◆ **Instructions to follow**
From the line with "timed out after" through the line with "let round_trip = async", repeat the entries verbatim, both end lines included, and add nothing.

◆ **Information supplied**
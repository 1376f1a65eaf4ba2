use meowcv_core::{
    AssetResolver, ClassificationResult, DetectError, LandmarkProvider, Pipeline, ProviderError,
    ThresholdConfig, ThresholdStore, ThresholdUpdate, ThresholdUpdateError,
};
use std::panic::{self, AssertUnwindSafe};
use std::sync::atomic::{AtomicUsize, Ordering};
use std::sync::Arc;
use std::time::Duration;
use thiserror::Error;
use tokio::sync::{mpsc, oneshot};

/// Pending jobs each worker will queue before senders wait.
const WORKER_QUEUE_DEPTH: usize = 4;

#[derive(Error, Debug)]
pub enum EngineError {
    #[error("landmark provider error: {0}")]
    Provider(#[from] ProviderError),
    #[error("failed to spawn inference worker: {0}")]
    Spawn(#[from] std::io::Error),
    #[error("detection timed out after {0:?}")]
    Timeout(Duration),
    #[error("inference worker exited")]
    ChannelClosed,
}

/// A detect request travelling from an HTTP handler to a worker thread.
struct DetectJob {
    image: Option<String>,
    reply: oneshot::Sender<ClassificationResult>,
}

/// Clone-safe handle to the inference worker pool.
#[derive(Clone)]
pub struct EngineHandle {
    workers: Arc<[mpsc::Sender<DetectJob>]>,
    next: Arc<AtomicUsize>,
    thresholds: Arc<ThresholdStore>,
    detect_timeout: Duration,
}

impl EngineHandle {
    /// Run the detection pipeline on the next worker in round-robin order.
    ///
    /// The timeout bounds how long the caller waits, not the inference
    /// itself: a worker stuck in the model stays busy until it returns.
    pub async fn detect(&self, image: Option<String>) -> Result<ClassificationResult, EngineError> {
        let idx = self.next.fetch_add(1, Ordering::Relaxed) % self.workers.len();
        let worker = &self.workers[idx];

        let round_trip = async {
            let (reply_tx, reply_rx) = oneshot::channel();
            worker
                .send(DetectJob {
                    image,
                    reply: reply_tx,
                })
                .await
                .map_err(|_| EngineError::ChannelClosed)?;
            reply_rx.await.map_err(|_| EngineError::ChannelClosed)
        };

        tokio::time::timeout(self.detect_timeout, round_trip)
            .await
            .map_err(|_| EngineError::Timeout(self.detect_timeout))?
    }

    /// Administrative threshold update. Applied directly to the shared store;
    /// jobs already classified keep their result.
    pub fn update_thresholds(
        &self,
        update: &ThresholdUpdate,
    ) -> Result<ThresholdConfig, ThresholdUpdateError> {
        self.thresholds.update(update)
    }

    pub fn thresholds(&self) -> ThresholdConfig {
        self.thresholds.snapshot()
    }

    pub fn worker_count(&self) -> usize {
        self.workers.len()
    }
}

/// Spawn `workers` inference threads, each owning its own provider.
///
/// Providers are created on the calling thread so a missing or broken
/// model fails startup instead of the first request.
pub fn spawn_engine<P, F>(
    workers: usize,
    detect_timeout: Duration,
    thresholds: Arc<ThresholdStore>,
    assets: AssetResolver,
    mut load_provider: F,
) -> Result<EngineHandle, EngineError>
where
    P: LandmarkProvider + Send + 'static,
    F: FnMut(usize) -> Result<P, ProviderError>,
{
    let workers = workers.max(1);
    let mut senders = Vec::with_capacity(workers);

    for worker in 0..workers {
        let provider = load_provider(worker)?;
        let mut pipeline = Pipeline::new(provider, Arc::clone(&thresholds), assets.clone());
        let (tx, mut rx) = mpsc::channel::<DetectJob>(WORKER_QUEUE_DEPTH);

        std::thread::Builder::new()
            .name(format!("meowcv-engine-{worker}"))
            .spawn(move || {
                tracing::info!(worker, "inference worker started");
                while let Some(job) = rx.blocking_recv() {
                    let result = run_job(&mut pipeline, job.image.as_deref(), worker);
                    let _ = job.reply.send(result);
                }
                tracing::info!(worker, "inference worker exiting");
            })?;

        senders.push(tx);
    }

    tracing::info!(workers, ?detect_timeout, "inference engine ready");

    Ok(EngineHandle {
        workers: senders.into(),
        next: Arc::new(AtomicUsize::new(0)),
        thresholds,
        detect_timeout,
    })
}

/// Run one job. A panicking provider becomes an inference failure so the
/// worker keeps serving.
fn run_job<P: LandmarkProvider>(
    pipeline: &mut Pipeline<P>,
    image: Option<&str>,
    worker: usize,
) -> ClassificationResult {
    let result = panic::catch_unwind(AssertUnwindSafe(|| pipeline.detect(image)))
        .unwrap_or_else(|_| {
            tracing::error!(worker, "landmark provider panicked");
            ClassificationResult::Failed(DetectError::Inference(ProviderError::InferenceFailed(
                "landmark provider panicked".into(),
            )))
        });

    match &result {
        ClassificationResult::Detected { category, .. } => {
            tracing::debug!(worker, %category, "detect: face classified");
        }
        ClassificationResult::NoFaceFound => tracing::debug!(worker, "detect: no face"),
        ClassificationResult::Failed(e) => tracing::warn!(worker, error = %e, "detect failed"),
    }
    result
}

◆ **Written solution**
    #[error("detection timed out after {0:?}")]
    Timeout(Duration),
    #[error("inference worker exited")]
    ChannelClosed,
}

/// A detect request travelling from an HTTP handler to a worker thread.
struct DetectJob {
    image: Option<String>,
    reply: oneshot::Sender<ClassificationResult>,
}

/// Clone-safe handle to the inference worker pool.
#[derive(Clone)]
pub struct EngineHandle {
    workers: Arc<[mpsc::Sender<DetectJob>]>,
    next: Arc<AtomicUsize>,
    thresholds: Arc<ThresholdStore>,
    detect_timeout: Duration,
}

impl EngineHandle {
    /// Run the detection pipeline on the next worker in round-robin order.
    ///
    /// The timeout bounds how long the caller waits, not the inference
    /// itself: a worker stuck in the model stays busy until it returns.
    pub async fn detect(&self, image: Option<String>) -> Result<ClassificationResult, EngineError> {
        let idx = self.next.fetch_add(1, Ordering::Relaxed) % self.workers.len();
        let worker = &self.workers[idx];

        let round_trip = async {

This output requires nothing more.